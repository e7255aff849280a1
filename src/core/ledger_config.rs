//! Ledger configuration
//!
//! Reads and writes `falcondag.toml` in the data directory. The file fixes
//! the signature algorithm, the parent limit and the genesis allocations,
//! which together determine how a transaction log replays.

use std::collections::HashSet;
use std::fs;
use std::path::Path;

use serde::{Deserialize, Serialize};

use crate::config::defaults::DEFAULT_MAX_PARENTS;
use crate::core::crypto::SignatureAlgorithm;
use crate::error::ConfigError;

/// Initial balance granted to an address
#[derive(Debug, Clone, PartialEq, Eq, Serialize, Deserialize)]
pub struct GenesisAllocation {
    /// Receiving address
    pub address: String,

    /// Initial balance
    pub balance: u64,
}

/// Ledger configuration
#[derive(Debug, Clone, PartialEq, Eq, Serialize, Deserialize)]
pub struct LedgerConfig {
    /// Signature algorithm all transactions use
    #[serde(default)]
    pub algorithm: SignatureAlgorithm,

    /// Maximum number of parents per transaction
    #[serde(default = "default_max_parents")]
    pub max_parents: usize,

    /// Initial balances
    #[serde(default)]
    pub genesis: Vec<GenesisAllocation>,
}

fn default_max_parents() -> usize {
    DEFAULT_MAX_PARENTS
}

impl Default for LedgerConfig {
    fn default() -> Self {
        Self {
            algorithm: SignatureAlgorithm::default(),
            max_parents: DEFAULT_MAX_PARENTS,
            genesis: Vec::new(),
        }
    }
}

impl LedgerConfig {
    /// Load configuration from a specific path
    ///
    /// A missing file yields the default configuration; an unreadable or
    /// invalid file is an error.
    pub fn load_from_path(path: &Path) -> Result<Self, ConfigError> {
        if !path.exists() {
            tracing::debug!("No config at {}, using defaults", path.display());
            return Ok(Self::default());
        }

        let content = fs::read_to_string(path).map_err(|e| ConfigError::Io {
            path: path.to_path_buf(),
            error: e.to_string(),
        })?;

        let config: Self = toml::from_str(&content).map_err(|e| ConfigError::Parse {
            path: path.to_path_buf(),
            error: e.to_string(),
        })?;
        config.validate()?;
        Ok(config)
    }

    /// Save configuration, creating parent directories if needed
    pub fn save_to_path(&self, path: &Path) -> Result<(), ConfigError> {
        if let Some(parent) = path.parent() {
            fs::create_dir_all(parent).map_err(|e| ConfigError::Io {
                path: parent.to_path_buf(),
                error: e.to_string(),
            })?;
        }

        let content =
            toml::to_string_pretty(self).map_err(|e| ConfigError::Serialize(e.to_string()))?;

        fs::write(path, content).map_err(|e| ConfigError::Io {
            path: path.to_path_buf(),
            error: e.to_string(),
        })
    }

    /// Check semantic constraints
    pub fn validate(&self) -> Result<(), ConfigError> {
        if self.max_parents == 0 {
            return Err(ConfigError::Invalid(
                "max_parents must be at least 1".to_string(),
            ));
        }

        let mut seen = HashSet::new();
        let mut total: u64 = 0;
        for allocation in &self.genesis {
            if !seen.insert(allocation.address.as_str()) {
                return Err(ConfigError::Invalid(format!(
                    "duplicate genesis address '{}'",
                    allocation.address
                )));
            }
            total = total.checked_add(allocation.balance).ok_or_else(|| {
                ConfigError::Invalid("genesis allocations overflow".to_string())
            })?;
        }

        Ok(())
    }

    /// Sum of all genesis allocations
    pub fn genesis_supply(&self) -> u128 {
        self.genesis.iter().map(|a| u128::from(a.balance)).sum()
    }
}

┄┄┄┄┄┄┄┄┄┄

> [What needs to be done]: Transcribe, please, every line from the first line of the listing above through the line with "use crate::config::defaults::DEFAULT_MAX_PARENTS;". Keep both ends and nothing else.

> [The completed task]:
repository e7255aff849280a1
filename src/core/ledger_config.rs
//! Ledger configuration
//!
//! Reads and writes `falcondag.toml` in the data directory. The file fixes
//! the signature algorithm, the parent limit and the genesis allocations,
//! which together determine how a transaction log replays.

use std::collections::HashSet;
use std::fs;
use std::path::Path;

use serde::{Deserialize, Serialize};

use crate::config::defaults::DEFAULT_MAX_PARENTS;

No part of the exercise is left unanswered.